§ **Prompt**: In the listing below, pick out lines with "GateSequenceTracker".
________________________
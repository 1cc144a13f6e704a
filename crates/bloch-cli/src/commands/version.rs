//! Version command implementation.

use console::style;

/// Execute the version command.
pub fn execute() {
    let version = env!("CARGO_PKG_VERSION");

    println!(
        "{} {} - single-qubit gate sequences on the Bloch sphere",
        style("Bloch").cyan().bold(),
        style(format!("v{version}")).yellow()
    );
    println!();
    println!("Components:");
    println!("  bloch-ir     Single-qubit circuit model");
    println!("  bloch-qasm3  OpenQASM 3 emitter");
    println!("  bloch-core   Gate sequence session");
    println!("  bloch-cli    Command-line interface");
    println!();
    println!(
        "Repository: {}",
        style("https://github.com/hiq-lab/bloch").underlined()
    );
    println!("License:    {}", style("Apache-2.0").dim());
}
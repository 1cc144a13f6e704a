//! Bloch Circuit Model
//!
//! This crate holds the single-qubit circuit that the Bloch sequence builder
//! accumulates while a user picks gates. It is a pure append-only log: capacity
//! limits, display tokens and the angle dialog live in `bloch-core`.
//!
//! # Core Components
//!
//! - **Qubits**: [`QubitId`]; a circuit always addresses exactly `QubitId(0)`
//! - **Gates**: [`GateKind`] for the eleven supported single-qubit gates
//! - **Operations**: [`Operation`] combining a gate with its optional angle
//! - **Circuit**: [`Circuit`] with `apply`/`reset` and fluent appenders
//!
//! # Example
//!
//! ```rust
//! use bloch_ir::{Circuit, GateKind};
//! use std::f64::consts::PI;
//!
//! let mut circuit = Circuit::new();
//! circuit.h().unwrap().x().unwrap();
//! circuit.apply(GateKind::Rz, Some(PI)).unwrap();
//!
//! assert_eq!(circuit.len(), 3);
//! assert_eq!(circuit.operations()[2].angle, Some(PI));
//!
//! circuit.reset();
//! assert!(circuit.is_empty());
//! ```
//!
//! # Supported Gates
//!
//! | Gate | Angle | Description |
//! |------|-------|-------------|
//! | `X`, `Y`, `Z` | - | Pauli gates |
//! | `H` | - | Hadamard gate |
//! | `S`, `Sdg` | - | S and S-dagger gates |
//! | `T`, `Tdg` | - | T and T-dagger gates |
//! | `Rx`, `Ry`, `Rz` | radians | Rotation gates |

pub mod circuit;
pub mod error;
pub mod gate;
pub mod instruction;
pub mod qubit;

pub use circuit::Circuit;
pub use error::{IrError, IrResult};
pub use gate::GateKind;
pub use instruction::Operation;
pub use qubit::QubitId;
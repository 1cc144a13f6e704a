//! Single-qubit circuit model.

use serde::{Deserialize, Serialize};

use crate::error::{IrError, IrResult};
use crate::gate::GateKind;
use crate::instruction::Operation;
use crate::qubit::QubitId;

/// A single-qubit quantum circuit.
///
/// The circuit is an ordered, append-only log of operations on `QubitId(0)`.
/// An operation is either appended whole or rejected with the log untouched.
/// No length limit is enforced here.
#[derive(Debug, Clone, Default, PartialEq, Serialize, Deserialize)]
pub struct Circuit {
    /// Applied operations, in issue order.
    operations: Vec<Operation>,
}

impl Circuit {
    /// Number of qubits every circuit holds.
    pub const NUM_QUBITS: usize = 1;

    /// Create a new circuit in the identity state.
    pub fn new() -> Self {
        Self { operations: vec![] }
    }

    /// Discard all operations.
    pub fn reset(&mut self) {
        self.operations.clear();
    }

    /// Append one gate, with an angle in radians for rotation gates.
    pub fn apply(&mut self, kind: GateKind, angle: Option<f64>) -> IrResult<&mut Self> {
        self.push(Operation::new(kind, angle, QubitId::ZERO)?)
    }

    /// Append a prepared operation.
    pub fn push(&mut self, op: Operation) -> IrResult<&mut Self> {
        if op.qubit != QubitId::ZERO {
            return Err(IrError::QubitNotFound {
                qubit: op.qubit,
                gate_name: Some(op.name().into()),
            });
        }
        self.operations.push(op);
        Ok(self)
    }

    // =========================================================================
    // Fixed gates
    // =========================================================================

    /// Apply Hadamard gate.
    pub fn h(&mut self) -> IrResult<&mut Self> {
        self.apply(GateKind::H, None)
    }

    /// Apply Pauli-X gate.
    pub fn x(&mut self) -> IrResult<&mut Self> {
        self.apply(GateKind::X, None)
    }

    /// Apply Pauli-Y gate.
    pub fn y(&mut self) -> IrResult<&mut Self> {
        self.apply(GateKind::Y, None)
    }

    /// Apply Pauli-Z gate.
    pub fn z(&mut self) -> IrResult<&mut Self> {
        self.apply(GateKind::Z, None)
    }

    /// Apply S gate.
    pub fn s(&mut self) -> IrResult<&mut Self> {
        self.apply(GateKind::S, None)
    }

    /// Apply S-dagger gate.
    pub fn sdg(&mut self) -> IrResult<&mut Self> {
        self.apply(GateKind::Sdg, None)
    }

    /// Apply T gate.
    pub fn t(&mut self) -> IrResult<&mut Self> {
        self.apply(GateKind::T, None)
    }

    /// Apply T-dagger gate.
    pub fn tdg(&mut self) -> IrResult<&mut Self> {
        self.apply(GateKind::Tdg, None)
    }

    // =========================================================================
    // Rotation gates
    // =========================================================================

    /// Apply Rx rotation gate.
    pub fn rx(&mut self, theta: f64) -> IrResult<&mut Self> {
        self.apply(GateKind::Rx, Some(theta))
    }

    /// Apply Ry rotation gate.
    pub fn ry(&mut self, theta: f64) -> IrResult<&mut Self> {
        self.apply(GateKind::Ry, Some(theta))
    }

    /// Apply Rz rotation gate.
    pub fn rz(&mut self, theta: f64) -> IrResult<&mut Self> {
        self.apply(GateKind::Rz, Some(theta))
    }

    // =========================================================================
    // Accessors
    // =========================================================================

    /// Get the applied operations in order.
    pub fn operations(&self) -> &[Operation] {
        &self.operations
    }

    /// Get the number of applied operations.
    pub fn len(&self) -> usize {
        self.operations.len()
    }

    /// Check if no operation has been applied.
    pub fn is_empty(&self) -> bool {
        self.operations.is_empty()
    }

    /// Get the number of qubits.
    pub fn num_qubits(&self) -> usize {
        Self::NUM_QUBITS
    }
}
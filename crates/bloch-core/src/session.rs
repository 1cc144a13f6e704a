//! The owned session state.
//!
//! A [`Session`] holds the circuit, the tracker, the pending rotation and the
//! window state, and is passed explicitly to every operation. All operations
//! run to completion on the caller's thread.

use serde::{Deserialize, Serialize};
use tracing::{debug, info, instrument};

use bloch_ir::{Circuit, Operation, QubitId};

use crate::about::ABOUT;
use crate::config::SessionConfig;
use crate::error::{SessionError, SessionResult};
use crate::event::{EventOutcome, UiEvent};
use crate::rotation::{self, AngleChoice, PendingRotation};
use crate::token::{Axis, GateToken, TokenAction};
use crate::tracker::{GateSequenceTracker, TrackerState};
use crate::visualize::{self, InvokeOutcome, Visualizer};

/// Whether the hosting window still exists.
#[derive(Debug, Clone, Copy, PartialEq, Eq, Serialize, Deserialize)]
#[serde(rename_all = "lowercase")]
pub enum WindowState {
    Open,
    /// Terminal: destroyed by Quit or by a failed visualization.
    Closed,
}

/// Why a gate press was refused.
#[derive(Debug, Clone, Copy, PartialEq, Eq)]
pub enum Refusal {
    /// The tracker is locked at capacity.
    Locked,
    /// A rotation is waiting for its angle.
    RotationPending(Axis),
}

/// Result of pressing a gate button.
#[derive(Debug, Clone, PartialEq)]
pub enum PressOutcome {
    /// A fixed gate was shown and appended to the circuit.
    Applied { operation: Operation, count: usize },
    /// A rotation token was shown; the circuit waits for an angle.
    AwaitingAngle { axis: Axis, count: usize },
    /// Nothing changed.
    Refused(Refusal),
}

/// Result of a visualize request.
#[derive(Debug, Clone, Copy, PartialEq, Eq)]
pub enum VisualizeOutcome {
    /// The renderer took over.
    Rendered,
    /// The renderer refused the sequence and the window was closed.
    WindowClosed,
    /// Refused while a rotation waits for its angle.
    RotationPending(Axis),
}

/// Point-in-time view for the presentation layer.
#[derive(Debug, Clone, PartialEq, Serialize, Deserialize)]
pub struct SessionSnapshot {
    pub display: String,
    pub logical_count: usize,
    pub capacity: usize,
    pub tracker: TrackerState,
    pub pending: Option<Axis>,
    pub window: WindowState,
    pub operations: Vec<Operation>,
}

/// One interactive gate-sequence session.
#[derive(Debug, Clone)]
pub struct Session {
    circuit: Circuit,
    tracker: GateSequenceTracker,
    pending: Option<PendingRotation>,
    window: WindowState,
}

impl Session {
    /// Create a fresh session.
    pub fn new(config: &SessionConfig) -> Self {
        Self {
            circuit: Circuit::new(),
            tracker: GateSequenceTracker::new(config.capacity),
            pending: None,
            window: WindowState::Open,
        }
    }

    /// Press a gate button.
    ///
    /// Fixed gates are shown and appended together. Rotation tokens are shown
    /// at once, but their operation is only appended by [`Self::choose_angle`].
    #[instrument(skip(self), fields(display = %self.tracker.display()))]
    pub fn press(&mut self, token: GateToken) -> SessionResult<PressOutcome> {
        self.ensure_open()?;

        if let Some(pending) = self.pending {
            debug!(axis = %pending.axis, "gate refused, rotation pending");
            return Ok(PressOutcome::Refused(Refusal::RotationPending(pending.axis)));
        }
        match token.action() {
            TokenAction::Fixed(kind) => {
                let operation = Operation::fixed(kind, QubitId::ZERO)?;
                let Some(count) = self.tracker.record(token) else {
                    return Ok(PressOutcome::Refused(Refusal::Locked));
                };
                self.circuit.push(operation.clone())?;
                debug!(%operation, count, "gate applied");
                Ok(PressOutcome::Applied { operation, count })
            }
            TokenAction::Rotation(axis) => {
                let Some(count) = self.tracker.record(token) else {
                    return Ok(PressOutcome::Refused(Refusal::Locked));
                };
                self.pending = Some(PendingRotation { axis });
                debug!(%axis, count, "rotation awaiting angle");
                Ok(PressOutcome::AwaitingAngle { axis, count })
            }
        }
    }

    /// Choose the angle for the pending rotation and commit it.
    #[instrument(skip(self))]
    pub fn choose_angle(&mut self, choice: AngleChoice) -> SessionResult<Operation> {
        self.ensure_open()?;
        let pending = self.pending.ok_or(SessionError::NoPendingRotation)?;
        let operation = rotation::resolve(&mut self.circuit, pending.axis, choice)?;
        self.pending = None;
        Ok(operation)
    }

    /// Reset circuit, display and tracker together.
    ///
    /// A pending rotation is dropped along with its displayed token.
    pub fn clear(&mut self) -> SessionResult<()> {
        self.ensure_open()?;
        self.circuit.reset();
        self.tracker.clear();
        self.pending = None;
        info!("session cleared");
        Ok(())
    }

    /// Hand the circuit to `visualizer`, closing the window if it is refused.
    pub fn visualize(&mut self, visualizer: &mut dyn Visualizer) -> SessionResult<VisualizeOutcome> {
        self.ensure_open()?;
        if let Some(pending) = self.pending {
            return Ok(VisualizeOutcome::RotationPending(pending.axis));
        }
        match visualize::invoke(&self.circuit, visualizer)? {
            InvokeOutcome::Rendered => Ok(VisualizeOutcome::Rendered),
            InvokeOutcome::WindowClosed => {
                self.window = WindowState::Closed;
                Ok(VisualizeOutcome::WindowClosed)
            }
        }
    }

    /// Destroy the window.
    pub fn quit(&mut self) -> SessionResult<()> {
        self.ensure_open()?;
        self.window = WindowState::Closed;
        info!("session closed by user");
        Ok(())
    }

    /// Route one UI event to the matching operation.
    pub fn dispatch(
        &mut self,
        event: UiEvent,
        visualizer: &mut dyn Visualizer,
    ) -> SessionResult<EventOutcome> {
        match event {
            UiEvent::Gate(token) => self.press(token).map(EventOutcome::Gate),
            UiEvent::Angle(choice) => self.choose_angle(choice).map(EventOutcome::AngleCommitted),
            UiEvent::Clear => self.clear().map(|()| EventOutcome::Cleared),
            UiEvent::Visualize => self.visualize(visualizer).map(EventOutcome::Visualize),
            UiEvent::About => {
                self.ensure_open()?;
                Ok(EventOutcome::About(ABOUT))
            }
            UiEvent::Quit => self.quit().map(|()| EventOutcome::Quit),
        }
    }

    pub fn snapshot(&self) -> SessionSnapshot {
        SessionSnapshot {
            display: self.tracker.display().to_string(),
            logical_count: self.tracker.logical_count(),
            capacity: self.tracker.capacity(),
            tracker: self.tracker.state(),
            pending: self.pending.map(|p| p.axis),
            window: self.window,
            operations: self.circuit.operations().to_vec(),
        }
    }

    // =========================================================================
    // Accessors
    // =========================================================================

    pub fn circuit(&self) -> &Circuit {
        &self.circuit
    }

    pub fn display(&self) -> &str {
        self.tracker.display()
    }

    pub fn tracker_state(&self) -> TrackerState {
        self.tracker.state()
    }

    pub fn logical_count(&self) -> usize {
        self.tracker.logical_count()
    }

    pub fn pending(&self) -> Option<PendingRotation> {
        self.pending
    }

    pub fn window(&self) -> WindowState {
        self.window
    }

    pub fn is_closed(&self) -> bool {
        self.window == WindowState::Closed
    }

    fn ensure_open(&self) -> SessionResult<()> {
        match self.window {
            WindowState::Open => Ok(()),
            WindowState::Closed => Err(SessionError::Closed),
        }
    }
}

impl Default for Session {
    fn default() -> Self {
        Self::new(&SessionConfig::default())
    }
}
//! Bloch Gate-Sequence Session
//!
//! The state machine behind the Bloch sequence builder: a user presses gate
//! buttons, picks angles for rotations, and finally asks for the resulting
//! state trajectory to be visualized.
//!
//! # Components
//!
//! - [`GateSequenceTracker`]: display string, logical token count, OPEN/LOCKED
//! - [`rotation`]: the eight angle choices and the resolver that commits them
//! - [`visualize`]: the [`Visualizer`] seam and the fail-closed invoker
//! - [`Session`]: owns circuit, tracker, pending rotation and window state
//! - [`UiEvent`]: text-parsable events a presentation layer dispatches
//!
//! # Example
//!
//! ```rust
//! use bloch_core::{AngleChoice, GateToken, Session, TrackerState};
//! use std::f64::consts::PI;
//!
//! let mut session = Session::default();
//! session.press(GateToken::H).unwrap();
//! session.press(GateToken::X).unwrap();
//! session.press(GateToken::Rz).unwrap();
//! session.choose_angle(AngleChoice::Pi).unwrap();
//!
//! assert_eq!(session.display(), "HXRZ");
//! assert_eq!(session.logical_count(), 3);
//! assert_eq!(session.tracker_state(), TrackerState::Open);
//! assert_eq!(session.circuit().operations()[2].angle, Some(PI));
//! ```

pub mod about;
pub mod config;
pub mod error;
pub mod event;
pub mod rotation;
pub mod session;
pub mod token;
pub mod tracker;
pub mod visualize;

pub use about::ABOUT;
pub use config::{Config, ConfigError, LoggingConfig, SessionConfig, VisualizerConfig};
pub use error::{ParseEventError, SessionError, SessionResult};
pub use event::{EventOutcome, UiEvent};
pub use rotation::{AngleChoice, PendingRotation};
pub use session::{PressOutcome, Refusal, Session, SessionSnapshot, VisualizeOutcome, WindowState};
pub use token::{Axis, GateToken, TokenAction};
pub use tracker::{GateSequenceTracker, TrackerState};
pub use visualize::{InvokeOutcome, VisualizationError, Visualizer};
________________________
§ **Solution to this exercise**:
use crate::tracker::{GateSequenceTracker, TrackerState};
    tracker: GateSequenceTracker,
            tracker: GateSequenceTracker::new(config.capacity),
//! - [`GateSequenceTracker`]: display string, logical token count, OPEN/LOCKED
pub use tracker::{GateSequenceTracker, TrackerState};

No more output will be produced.